Je suis un petit con, du haut de mon âge avançant, de mes cheveux poivre et sel et de ma vue qui baisse, un petit con qui fait n’importe quoi, qui agit et réfléchit après, mais ce n’est pas grave, ça se finit toujours bien. Même mal, tout se passe.

Me voici presque seul à l’heure la plus longue de la journée à regarder ma montre (oui, j’ai une montre) et les minutes qui s’égrènent tendrement comme si je remplissais un bocal en verre de haricots secs, comme ceux que ma grand-mère achetait et qui avaient une couleur indéfinissable et des marbrures ou des veinures qui laissaient à penser qu’ils n’était en fait que des animaux rabougris. Je finissais toujours par lui en piquer une poignée avec laquelle je dessinais un cœur en les collant sur un morceau de carton et qui finissait invariablement à la poubelle. Parce que les cœurs c’est bien, mais les cœurs en haricots secs, c’est quand-même assez laid.

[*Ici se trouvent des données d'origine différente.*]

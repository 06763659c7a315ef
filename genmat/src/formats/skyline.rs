//! Skyline format
//!
//! Each major line (a row for the lower side, a column for the upper side)
//! stores a contiguous profile ending at the main diagonal and reaching as
//! far out as its outermost nonzero write. `pointers[m]..pointers[m + 1]`
//! delimits the profile of line `m`. A nonzero write beyond the profile
//! prepends the missing slots and shifts every later pointer.

use genmat_core::{ElementAccess, MatrixElement, Result, StorageFormat};

use super::{pattern_accessors, Pattern};
use crate::container::{Buffer, GrowthPolicy};

/// Half of the matrix a skyline stores
#[derive(Debug, Clone, Copy, PartialEq, Eq)]
pub enum SkylineSide {
    /// Row profiles, `col <= row`
    Lower,
    /// Column profiles, `row <= col`
    Upper,
}

impl SkylineSide {
    fn split(self, row: usize, col: usize) -> (usize, usize) {
        match self {
            SkylineSide::Lower => (row, col),
            SkylineSide::Upper => (col, row),
        }
    }
}

#[derive(Debug, Clone)]
pub struct SkylineFormat<T> {
    pattern: Pattern,
    side: SkylineSide,
    pointers: Buffer<usize>,
    values: Buffer<T>,
}

impl<T: MatrixElement> SkylineFormat<T> {
    pub fn new(pattern: Pattern, side: SkylineSide, policy: GrowthPolicy) -> Result<Self> {
        let order = pattern.extent().rows;
        Ok(Self {
            pattern,
            side,
            pointers: Buffer::filled(order + 1, 0, policy)?,
            values: Buffer::new(policy)?,
        })
    }

    fn lines(&self) -> usize {
        self.pointers.len() - 1
    }

    /// Storage offset of the profile of `major` and its first minor index
    fn profile(&self, major: usize) -> (usize, usize) {
        let pointers = self.pointers.as_slice();
        let len = pointers[major + 1] - pointers[major];
        (pointers[major], major + 1 - len)
    }

    fn position(&self, major: usize, minor: usize) -> Option<usize> {
        let (offset, first) = self.profile(major);
        (minor >= first).then(|| offset + minor - first)
    }
}

impl<T: MatrixElement> ElementAccess<T> for SkylineFormat<T> {
    pattern_accessors!();

    fn get_element(&self, row: usize, col: usize) -> Result<T> {
        if !self.pattern.contains(row, col) {
            return Ok(T::zero());
        }
        let (major, minor) = self.side.split(row, col);
        Ok(match self.position(major, minor) {
            Some(position) => self.values.as_slice()[position],
            None => T::zero(),
        })
    }

    fn set_element(&mut self, row: usize, col: usize, value: T) -> Result<()> {
        if !self.pattern.admits(row, col, value)? {
            return Ok(());
        }
        let (major, minor) = self.side.split(row, col);
        if let Some(position) = self.position(major, minor) {
            self.values.set(position, value);
            return Ok(());
        }
        if value.is_zero() {
            return Ok(());
        }
        let (offset, first) = self.profile(major);
        let grow = first - minor;
        self.values.insert_run(offset, grow, T::zero())?;
        self.values.set(offset, value);
        for line in major + 1..=self.lines() {
            let pointer = self.pointers.as_slice()[line];
            self.pointers.set(line, pointer + grow);
        }
        Ok(())
    }

    fn clear(&mut self) -> Result<()> {
        self.pointers.fill(0);
        self.values.truncate(0);
        Ok(())
    }

    fn nnz(&self) -> usize {
        self.values.as_slice().iter().filter(|v| !v.is_zero()).count()
    }
}

impl<T: MatrixElement> StorageFormat<T> for SkylineFormat<T> {
    fn entries(&self) -> Box<dyn Iterator<Item = (usize, usize, T)> + '_> {
        Box::new((0..self.lines()).flat_map(move |major| {
            let (offset, first) = self.profile(major);
            (first..=major).filter_map(move |minor| {
                let value = self.values.as_slice()[offset + minor - first];
                let (row, col) = self.side.split(major, minor);
                (!value.is_zero()).then_some((row, col, value))
            })
        }))
    }
}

Si je compte les minutes, ce n’est pas que je m’ennuie, mais bien plutôt que je réfléchis et que j’ai du mal à envisager une solution à ce qui me taraude. Tarauder est peut-être un terme un peu fort, mais quelque chose me préoccupe. Aussitôt qu’une nouveauté arrive, je m’en détournerais presque pour envisager autre chose. C’est comme ça, parce que je suis un petit con. Et contre ça, on ne peut pas faire grand-chose. En réalité, j’ai passé ces dernières années à me comporter comme un sale gosse, parce que je n’arrive pas à tenir en place et l’immobilité qu’on pouvait parfois me demander est tellement insupportable pour moi que je préfère jouer du sarcasme ou de l’ironie plutôt que de me conformer. Mais tout ceci est désormais loin de moi, c’est une autre histoire et une vieille histoire.

Je crois devoir avouer que j’aime bien emmerder le monde, surtout celui qui m’emmerde. Les gens ont une fâcheuse tendance à ne pas s’apercevoir quand ils dépassent les limites, même si on est habitué à les repousser sans cesse, histoire de faire preuve d’un peu d’agilité. L’agilité, c’est bien l’agilité. C’est à la mode. C’est une manière mâtinée de bons sentiments pour dire qu’on doit faire ce pour quoi on n’est pas payé. Une exception, une situation embarrassante mais qui n’est que transitoire, un pépin de dernière minute, et hop, on nous demande un peu d’agilité. En bref, contorsionne-toi même si tu es raide comme un piquet. Tu ne t’en porteras que mieux et on aura une bonne opinion de toi parce que tu t’es montré agile. Mon cul, oui ! Tu n’as pas encore compris que j’étais un sale gosse ?

Alors, voilà, c’est une nouvelle année qui s’ouvre, nouvelle année, nouvelles lunettes, nouveau job, nouvelle vie.

On en était où déjà ?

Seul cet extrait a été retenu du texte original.